Wanderlino da Silva Marinho

A gente escreve para não esquecer. Desdes os primeiros diários em que nós contávamos as rotinas da infância, até os relatos nas redes sociais compartilhando o nosso dia a dia. Mas, às vezes, acabamos esquecendo certas partes de nós mesmos, sem nem mesmo perceber. O mundo pode ser muito pesado, muito barulhento, muito escuro. São tantas possibilidades capazes de nos incapacitar, que se torna extremamente difícil lembrar o que realmente importa. Nessas horas, é importante relembrar quem você é. Saber que você é o conjunto de inúmeras experiências, conexões e ensinamentos de pessoas que passaram na sua vida e acabaram te moldando.

O Wanda foi uma dessas pessoas.
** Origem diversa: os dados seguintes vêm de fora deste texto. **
// crates/thicket-fixpoint/src/lib.rs

#![forbid(unsafe_code)]
#![deny(rust_2018_idioms)]
#![warn(clippy::all, clippy::pedantic, clippy::nursery)]

//! The per-program-point fixpoint loop: reorder/normalize, fold, abstract,
//! and test for inclusion in an accumulator of every FA seen so far
//! (`spec.md` §4.6; `fa/fixpoint.hh`, `fa/ufae.hh`).

pub mod engine;
pub mod ufae;

pub use engine::{AbstractionChoice, FixpointConfig, FixpointEngine, FixpointOutcome};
Interiorano, analfabeto e deficiente auditivo, ele era uma presença constante na minha vida. O meu tio-bisavô, que ninguém sabia o que fazer com ele após que seu genro que o abrigava (mesmo após da morte da esposa, Maria), Constantino, morrera. Ele tinha sido esquecido pela família. Mas não pela minha mãe, que lembrava e o levou para morar com a gente.

Em todo o período que ele morou comigo, o Wanda sempre foi companhia. Seja nas idas à padaria, no dinheiro que ele me dava escondido para comprar coca-cola, ou nas vezes que ele ficava na varanda só olhando o movimento da rua. Lembro do violão, feito por ele, tocado sem a menor pretensão em sua rede no meio da sala. Eram tempos mais simples, porém felizes, mesmo que nem sempre eu era capaz de perceber isso.

Hoje fazem cinco anos que o Wanda morreu. Meu pai, sempre esquecido, ficou surpreso quando falei que já se passou todo esse tempo. Meu irmão era tão pequeno quando ele faleceu, que nem se recorda dele. Minha mãe já se foi e nem pode chorar mais comigo essa perda. Só restou eu.

E eu lembro do Wanderlino da Silva Marinho, irmão de Maria Marinho Nogueira, nascido no mês de novembro, em Muaná, que adorava tocar violão e que eu amava muito.